◆ Directions ◆
Your answer should be every line from the records that contains "Absent".

◆ The input ◆

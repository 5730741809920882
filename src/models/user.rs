//! User profile model.

use serde::{Deserialize, Serialize};

use super::common::{Followers, Image};

/// Public profile of a Spotify user.
#[derive(Debug, Clone, Default, Serialize, Deserialize, PartialEq)]
pub struct UserProfile {
    /// Spotify user ID.
    pub id: String,

    /// Display name. `None` when the user has not set one.
    pub display_name: Option<String>,

    /// Follower count.
    pub followers: Followers,

    /// Profile pictures.
    pub images: Vec<Image>,

    /// Spotify URI.
    #[serde(default, skip_serializing_if = "Option::is_none")]
    pub uri: Option<String>,
}
//! Track model.

use serde::{Deserialize, Serialize};

use super::common::{join_artist_names, ArtistRef, Image};

/// Album as nested inside a track object.
#[derive(Debug, Clone, Default, Serialize, Deserialize, PartialEq)]
pub struct TrackAlbum {
    /// Spotify ID.
    #[serde(default, skip_serializing_if = "Option::is_none")]
    pub id: Option<String>,

    /// Album name.
    pub name: String,

    /// Cover images in various sizes.
    #[serde(default)]
    pub images: Vec<Image>,
}

/// A Spotify track.
#[derive(Debug, Clone, Default, Serialize, Deserialize, PartialEq)]
pub struct Track {
    /// Spotify ID.
    pub id: String,

    /// Track name.
    pub name: String,

    /// Performing artists.
    pub artists: Vec<ArtistRef>,

    /// Spotify URI (`spotify:track:...`).
    #[serde(default, skip_serializing_if = "Option::is_none")]
    pub uri: Option<String>,

    /// Duration in milliseconds.
    #[serde(default)]
    pub duration_ms: u64,

    /// Whether the track has explicit lyrics.
    #[serde(default)]
    pub explicit: bool,

    /// Popularity from 0 to 100. Absent on simplified tracks.
    #[serde(default, skip_serializing_if = "Option::is_none")]
    pub popularity: Option<u32>,

    /// Album the track appears on. Absent on album track listings.
    #[serde(default, skip_serializing_if = "Option::is_none")]
    pub album: Option<TrackAlbum>,
}

impl Track {
    /// Get all artist names as a joined string.
    pub fn artists_string(&self, separator: &str) -> String {
        join_artist_names(&self.artists, separator)
    }

    /// Spotify URI, derived from the ID when the API omitted it.
    pub fn uri(&self) -> String {
        self.uri
            .clone()
            .unwrap_or_else(|| format!("spotify:track:{}", self.id))
    }
}
//! Playlist models.

use serde::{Deserialize, Serialize};

use super::common::{Image, Page};
use super::track::Track;

/// Playlist owner.
#[derive(Debug, Clone, Default, Serialize, Deserialize, PartialEq)]
pub struct PlaylistOwner {
    /// Spotify user ID.
    pub id: String,

    /// Display name, if the user set one.
    #[serde(default)]
    pub display_name: Option<String>,
}

/// One entry of a playlist's track listing.
///
/// `track` is `None` when Spotify returns `null` for the entry, which happens
/// for removed or local tracks.
#[derive(Debug, Clone, Default, Serialize, Deserialize, PartialEq)]
pub struct PlaylistItem {
    /// The wrapped track.
    pub track: Option<Track>,

    /// When the track was added (ISO 8601).
    #[serde(default, skip_serializing_if = "Option::is_none")]
    pub added_at: Option<String>,
}

/// A Spotify playlist.
#[derive(Debug, Clone, Default, Serialize, Deserialize, PartialEq)]
pub struct Playlist {
    /// Spotify ID.
    pub id: String,

    /// Playlist name.
    pub name: String,

    /// Track listing.
    pub tracks: Page<PlaylistItem>,

    /// Playlist description.
    #[serde(default, skip_serializing_if = "Option::is_none")]
    pub description: Option<String>,

    /// Whether the playlist is public. `None` when Spotify does not say.
    #[serde(default, skip_serializing_if = "Option::is_none")]
    pub public: Option<bool>,

    /// Spotify URI.
    #[serde(default, skip_serializing_if = "Option::is_none")]
    pub uri: Option<String>,

    /// Owner of the playlist.
    #[serde(default, skip_serializing_if = "Option::is_none")]
    pub owner: Option<PlaylistOwner>,

    /// Cover images.
    #[serde(default, skip_serializing_if = "Vec::is_empty")]
    pub images: Vec<Image>,
}

impl Playlist {
    /// Iterate over the tracks of the listing, skipping null entries.
    pub fn tracks(&self) -> impl Iterator<Item = &Track> {
        self.tracks.items.iter().filter_map(|item| item.track.as_ref())
    }
}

◆ The answer ◆
    /// Popularity from 0 to 100. Absent on simplified tracks.
    /// Album the track appears on. Absent on album track listings.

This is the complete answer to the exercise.